A minimum sample of 50 cases is advised in a multi-level design [31] and diary studies in this research area are usually between 60 and 100 participants. Considering a power of .80 and an alpha of .05, the power analysis showed that a net sample size of 82 couples is sufficient to find an effect size of at least .3 (a medium effect) in the diary between smoking-related interactions and smoking behaviour (secondary aim). Therefore, with the sample of 140 couples we have sufficient power to detect a relevant difference in effectiveness of the intervention as well as the research questions related to the diary data. To take into account drop-out, we aim to include 15% extra couples.

Discussion

Our study is the first to examine the immediate effectiveness and effectiveness over time, of dyadic planning to quit smoking in single-smoking couples. Current research on dyadic planning is limited and shows mixed results. Previous RCTs mainly focused on the implementation of new behaviours (e.g., increasing activity or doing pelvic-floor exercises). This RCT will give more insight into the effectiveness of dyadic planning when it is used to quit an unhealthy behaviour. If cooperating with a non-smoking partner improves the planning intervention, it can be considered as a valuable and low-cost addition to existing smoking cessation interventions.

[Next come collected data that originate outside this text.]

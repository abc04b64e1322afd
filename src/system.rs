//! Reaction systems: one substrate rate law plus an optional catalyst inactivation law.
//!
//! A [`ReactionSystem`] integrates its rate laws jointly over the state vector
//! `(substrate, catalyst, product)` and fits them jointly against substrate
//! observations. Parameters shared between the two laws (same name) are a single
//! quantity in the fit.
//!
//! The system owns the [`FitResult`] of its last fit and is the only place where the
//! parameter registries of its models are written.

use std::collections::BTreeMap;

use itertools::Itertools;
use log::{debug, info, warn};
use ndarray::{Array1, Array2, Array3, Axis};
use peroxide::fuga::ODEIntegrator;
use serde::{Deserialize, Serialize};

use crate::data::prepare::PreparedData;
use crate::model::KineticModel;
use crate::optim::error::OptimizeError;
use crate::optim::problem::{BoundedProblem, Objective};
use crate::optim::report::FitReport;
use crate::optim::runner::{minimize, FitConfig};
use crate::orchestrator::FitError;
use crate::parameter::{ParameterName, ParameterRegistry, ParameterValues};
use crate::result::FitResult;
use crate::simulation::setup::SimulationSetup;
use crate::simulation::system::ReactionRhs;
use crate::species::{Species, SpeciesRole};

/// Separator between the substrate and catalyst model names in a system name
pub const NAME_SEPARATOR: &str = " | ";

/// Which state variable the rate law of a reaction drives
#[derive(Debug, Clone, Copy, PartialEq, Eq, Serialize, Deserialize)]
pub enum ReactionRole {
    SubstrateDynamics,
    CatalystDynamics,
}

/// A kinetic model together with the species it acts on
#[derive(Debug, Clone)]
pub struct Reaction {
    pub role: ReactionRole,
    pub model: KineticModel,
    pub species: Vec<Species>,
}

impl Reaction {
    /// Wraps a model, deriving the role from the left-hand side of its rate law
    pub fn new(model: KineticModel, species: Vec<Species>) -> Result<Self, FitError> {
        let role = match model.species() {
            SpeciesRole::Substrate => ReactionRole::SubstrateDynamics,
            SpeciesRole::Catalyst => ReactionRole::CatalystDynamics,
            other => {
                return Err(FitError::SystemAssembly(format!(
                    "model '{}' drives {}, expected substrate or catalyst",
                    model.name(),
                    other
                )))
            }
        };

        Ok(Self {
            role,
            model,
            species,
        })
    }
}

/// Substrate observations and the inputs needed to simulate them
struct Observations<'a> {
    initial_conditions: Array2<f64>,
    time: &'a Array2<f64>,
    inhibitor: Array1<f64>,
    substrate: &'a Array2<f64>,
}

/// One or two kinetic models integrated and fitted as a single ODE system
#[derive(Debug, Clone)]
pub struct ReactionSystem {
    name: String,
    reactions: Vec<Reaction>,
    result: Option<FitResult>,
}

impl ReactionSystem {
    /// Assembles a system from its reactions.
    ///
    /// # Errors
    ///
    /// [`FitError::SystemAssembly`] unless there is exactly one substrate reaction and
    /// at most one catalyst reaction.
    pub fn new(reactions: Vec<Reaction>) -> Result<Self, FitError> {
        let (mut reactions, mut catalyst): (Vec<_>, Vec<_>) = reactions
            .into_iter()
            .partition(|r| r.role == ReactionRole::SubstrateDynamics);

        if reactions.len() != 1 {
            return Err(FitError::SystemAssembly(format!(
                "expected exactly one substrate reaction, got {}",
                reactions.len()
            )));
        }
        if catalyst.len() > 1 {
            return Err(FitError::SystemAssembly(format!(
                "expected at most one catalyst reaction, got {}",
                catalyst.len()
            )));
        }

        reactions.append(&mut catalyst);

        let name = reactions.iter().map(|r| r.model.name()).join(NAME_SEPARATOR);

        Ok(Self {
            name,
            reactions,
            result: None,
        })
    }

    pub fn name(&self) -> &str {
        &self.name
    }

    pub fn reactions(&self) -> &[Reaction] {
        &self.reactions
    }

    /// Result of the last fit, if any
    pub fn result(&self) -> Option<&FitResult> {
        self.result.as_ref()
    }

    pub fn substrate_model(&self) -> &KineticModel {
        &self.reactions[0].model
    }

    pub fn catalyst_model(&self) -> Option<&KineticModel> {
        self.reactions.get(1).map(|r| &r.model)
    }

    /// Joint parameter registry. A name used by both models appears once, with the
    /// settings of the substrate model.
    pub fn parameters(&self) -> ParameterRegistry {
        let mut joint = self.substrate_model().parameters().clone();
        if let Some(catalyst) = self.catalyst_model() {
            joint.merge(catalyst.parameters());
        }
        joint
    }

    /// Pins the current value of a parameter in every model using it.
    ///
    /// Returns whether any model knows the parameter.
    pub(crate) fn set_parameter_value(
        &mut self,
        name: ParameterName,
        value: f64,
    ) -> Result<bool, FitError> {
        let mut found = false;
        for reaction in self.reactions.iter_mut() {
            let registry = reaction.model.parameters_mut();
            if registry.contains(name) {
                registry.set_value(name, value)?;
                found = true;
            }
        }
        Ok(found)
    }

    /// Joint right-hand side `f(y, t, p)` over the state `(substrate, catalyst, product)`,
    /// with the parameter vector ordered like [`ReactionSystem::parameters`]
    pub fn setup_rhs(&self) -> Result<ReactionRhs, FitError> {
        let rhs = ReactionRhs::new(
            self.substrate_model().shared_law(),
            self.catalyst_model().map(KineticModel::shared_law),
            self.parameters().names().collect(),
        )?;
        Ok(rhs)
    }

    /// Integrates every row of the batch with the given parameter values.
    ///
    /// # Arguments
    ///
    /// * `initial_conditions` - `(batch, 3)` rows of `(substrate, catalyst, product)`
    /// * `time` - `(batch, n_times)` output times per row
    /// * `inhibitor` - Inhibitor level per row
    /// * `params` - Values of all parameters of the system
    ///
    /// # Returns
    ///
    /// Array indexed `[batch, time, species]`
    pub fn simulate<S: ODEIntegrator + Copy>(
        &self,
        initial_conditions: &Array2<f64>,
        time: &Array2<f64>,
        inhibitor: &Array1<f64>,
        params: &ParameterValues,
        setup: &SimulationSetup,
        solver: S,
    ) -> Result<Array3<f64>, FitError> {
        let rhs = self.setup_rhs()?;
        let params = rhs.bind(params)?;
        let output = rhs.simulate(initial_conditions, time, inhibitor, &params, setup, solver)?;
        Ok(output)
    }

    /// Simulated minus observed substrate, flattened row by row.
    ///
    /// Product observations have to be converted to substrate beforehand.
    #[allow(clippy::too_many_arguments)]
    pub fn residuals<S: ODEIntegrator + Copy>(
        &self,
        params: &ParameterValues,
        time: &Array2<f64>,
        initial_conditions: &Array2<f64>,
        inhibitor: &Array1<f64>,
        observed_substrate: &Array2<f64>,
        setup: &SimulationSetup,
        solver: S,
    ) -> Result<Array1<f64>, FitError> {
        let rhs = self.setup_rhs()?;
        let params = rhs.bind(params)?;
        let observations = Observations {
            initial_conditions: initial_conditions.clone(),
            time,
            inhibitor: inhibitor.clone(),
            substrate: observed_substrate,
        };

        Ok(substrate_residuals(
            &rhs,
            &params,
            &observations,
            setup,
            solver,
        )?)
    }

    /// Fits all non-fixed parameters against the substrate series of `data`.
    ///
    /// Parameters listed in `fixed` keep their current value. Initial conditions are
    /// the first column of the substrate, enzyme and product series. On success the
    /// fitted values, standard errors and correlations are written into the model
    /// registries; on failure these are cleared, except for the frozen parameters.
    /// The [`FitResult`] replaces any earlier one.
    ///
    /// # Errors
    ///
    /// Only structural problems are returned as errors. A fit that does not converge
    /// or runs into non-finite residuals yields an unsuccessful report.
    pub fn fit<S: ODEIntegrator + Copy>(
        &mut self,
        data: &PreparedData,
        fixed: &[ParameterName],
        config: &FitConfig,
        solver: S,
    ) -> Result<FitReport, FitError> {
        if data.substrate.dim() != data.time.dim() {
            return Err(OptimizeError::ShapeMismatch {
                expected: data.time.dim(),
                found: data.substrate.dim(),
            }
            .into());
        }

        let snapshot = self.parameters().snapshot_for_fit(fixed);
        let rhs = self.setup_rhs()?;
        let observations = Observations {
            initial_conditions: data.initial_conditions()?,
            time: &data.time,
            inhibitor: data.inhibitor_levels()?,
            substrate: &data.substrate,
        };

        info!(
            "Fitting '{}' to {} samples ({} varying parameters)",
            self.name,
            data.n_samples(),
            snapshot.iter().filter(|p| p.vary).count()
        );

        let outcome = {
            let objective: Objective<'_> = Box::new(|params: &[f64]| {
                substrate_residuals(&rhs, params, &observations, &config.simulation, solver)
            });
            let problem =
                BoundedProblem::new(&snapshot, data.substrate.len(), config.max_nfev, objective);
            minimize(problem, config)
        };

        let result = FitResult::from_outcome(self.name.clone(), &outcome);
        let fitted = result.fitted_parameters();

        if result.success {
            info!(
                "Fitted '{}': AIC = {:.3}, {} evaluations",
                self.name, result.report.aic, result.report.nfev
            );
            for reaction in self.reactions.iter_mut() {
                reaction.model.parameters_mut().update_from_fit(&fitted);
            }
        } else {
            warn!("Fit of '{}' failed: {}", self.name, result.report.message);
            let varied = result.varied();
            let frozen: BTreeMap<_, _> = fitted
                .into_iter()
                .filter(|(name, _)| !varied.contains(name))
                .collect();
            for reaction in self.reactions.iter_mut() {
                let registry = reaction.model.parameters_mut();
                registry.clear_fit();
                registry.update_from_fit(&frozen);
            }
        }

        let report = result.report.clone();
        self.result = Some(result);
        Ok(report)
    }
}

fn substrate_residuals<S: ODEIntegrator + Copy>(
    rhs: &ReactionRhs,
    params: &[f64],
    observations: &Observations,
    setup: &SimulationSetup,
    solver: S,
) -> Result<Array1<f64>, OptimizeError> {
    if observations.substrate.dim() != observations.time.dim() {
        return Err(OptimizeError::ShapeMismatch {
            expected: observations.time.dim(),
            found: observations.substrate.dim(),
        });
    }

    let simulated = rhs.simulate(
        &observations.initial_conditions,
        observations.time,
        &observations.inhibitor,
        params,
        setup,
        solver,
    )?;

    let substrate = simulated.index_axis(Axis(2), 0);
    let residuals: Array1<f64> = (&substrate - observations.substrate).iter().copied().collect();

    debug!(
        "χ² = {:.6e} at {:?}",
        residuals.iter().map(|r| r * r).sum::<f64>(),
        params
    );

    Ok(residuals)
}

#[cfg(test)]
mod tests {
    use super::*;
    use crate::initials::InitialGuesses;
    use approx::assert_relative_eq;
    use ndarray::array;
    use peroxide::fuga::RK4;

    const MENTEN: &str = "substrate = -k_cat * catalyst * substrate / (K_m + substrate)";
    const DECAY: &str = "catalyst = -K_ie * catalyst";

    fn reaction(name: &str, equation: &str) -> Reaction {
        let model = KineticModel::new(name, equation, &InitialGuesses::default()).unwrap();
        Reaction::new(model, vec![]).unwrap()
    }

    #[test]
    fn test_system_name_and_order() {
        let system =
            ReactionSystem::new(vec![reaction("decay", DECAY), reaction("mm", MENTEN)]).unwrap();

        assert_eq!(system.name(), "mm | decay");
        assert_eq!(system.reactions()[0].role, ReactionRole::SubstrateDynamics);
        assert_eq!(
            system.parameters().names().collect::<Vec<_>>(),
            vec![ParameterName::KCat, ParameterName::Km, ParameterName::Kie]
        );
    }

    #[test]
    fn test_invalid_compositions() {
        assert!(matches!(
            ReactionSystem::new(vec![reaction("decay", DECAY)]),
            Err(FitError::SystemAssembly(_))
        ));
        assert!(matches!(
            ReactionSystem::new(vec![reaction("a", MENTEN), reaction("b", MENTEN)]),
            Err(FitError::SystemAssembly(_))
        ));
        assert!(matches!(
            ReactionSystem::new(vec![
                reaction("mm", MENTEN),
                reaction("a", DECAY),
                reaction("b", DECAY)
            ]),
            Err(FitError::SystemAssembly(_))
        ));
    }

    #[test]
    fn test_residuals_are_flattened_row_major() {
        let system = ReactionSystem::new(vec![reaction("mm", MENTEN)]).unwrap();
        let params = ParameterValues::from([(ParameterName::KCat, 10.0), (ParameterName::Km, 5.0)]);

        // Observations equal to the initial state leave zero residuals at t = 0
        let residuals = system
            .residuals(
                &params,
                &array![[0.0, 1.0], [0.0, 1.0]],
                &array![[2.0, 0.1, 0.0], [4.0, 0.1, 0.0]],
                &array![0.0, 0.0],
                &array![[2.0, 2.0], [4.0, 4.0]],
                &SimulationSetup::default(),
                RK4,
            )
            .unwrap();

        assert_eq!(residuals.len(), 4);
        assert_relative_eq!(residuals[0], 0.0);
        assert_relative_eq!(residuals[2], 0.0);
        assert!(residuals[1] < 0.0);
        assert!(residuals[3] < 0.0);
    }

    #[test]
    fn test_set_parameter_value_reaches_both_models() {
        let mut system =
            ReactionSystem::new(vec![reaction("mm", MENTEN), reaction("decay", DECAY)]).unwrap();

        assert!(system.set_parameter_value(ParameterName::Kie, 0.5).unwrap());
        assert!(!system.set_parameter_value(ParameterName::Kic, 0.5).unwrap());
        assert_eq!(
            system.parameters().get(ParameterName::Kie).unwrap().value,
            Some(0.5)
        );
    }
}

Partner interactions play an important role in a quit attempt [14, 15, 32]. Therefore, in addition to examining the effectiveness of the planning intervention, we will examine daily partner interactions that might be the working mechanism behind a successful couple intervention. The experience sampling method is an ideal way to examine partner support and its daily effects and fluctuations. An end-of-day diary could show fluctuations in partner support over the course of a quit attempt, the effect that support has on smoking behaviour, and whether couples show differences in support that might be affected by whether their planning was dyadic or individually. For example, it could show differences between the intervention and control group in how the partner responds to difficult moments. If certain partner interactions are found to have a positive influence on the abstinence rate, these could be advised in cessation interventions in which a non-smoking partner is involved. One could instruct partners how to provide support in general and during difficult moments.

As we also measure relationship satisfaction on a daily basis, we are able to see associations between daily interactions in general and related to the quit attempt and how these are associated with relationship satisfaction. Results could show a trade-off; some behaviours might be helpful for the quit attempt, but damaging to the relationship. Therefore, the results of this study can be used not only to provide a better cessation intervention, but also to help maintain a good relationship satisfaction during the difficult time of a quit attempt.

Strengths and limitations

Strengths of the study include the combination of a promising and low-cost quitting smoking intervention with the experience sampling method. The experience sampling method is the ideal way to examine daily effects and fluctuations in smoking and partner behaviours, which might explain and contribute to the effectiveness of the intervention. Limitations are that we solely rely on self-report and have no no-planning control group. Nevertheless, a meta-analysis showed that self-reports of smoking are accurate in most studies [33]. Ideally, a third group should be added to this study, in which the smoker quits without a planning intervention. However, due to the effect of implementation intentions already found in literature [3, 5], the focus of this study is on examining the effect of the dyadic process. A third group would require a larger sample size, thereby jeopardizing the feasibility of the study.

Conclusion

This study will provide more insight into whether involving a non-smoking partner could improve planning interventions, and whether and which partner interactions underlie this effectiveness. When proven effective, this planning intervention in combination with coaching for the non-smoking partner will be a valuable and low-cost addition to existing smoking interventions.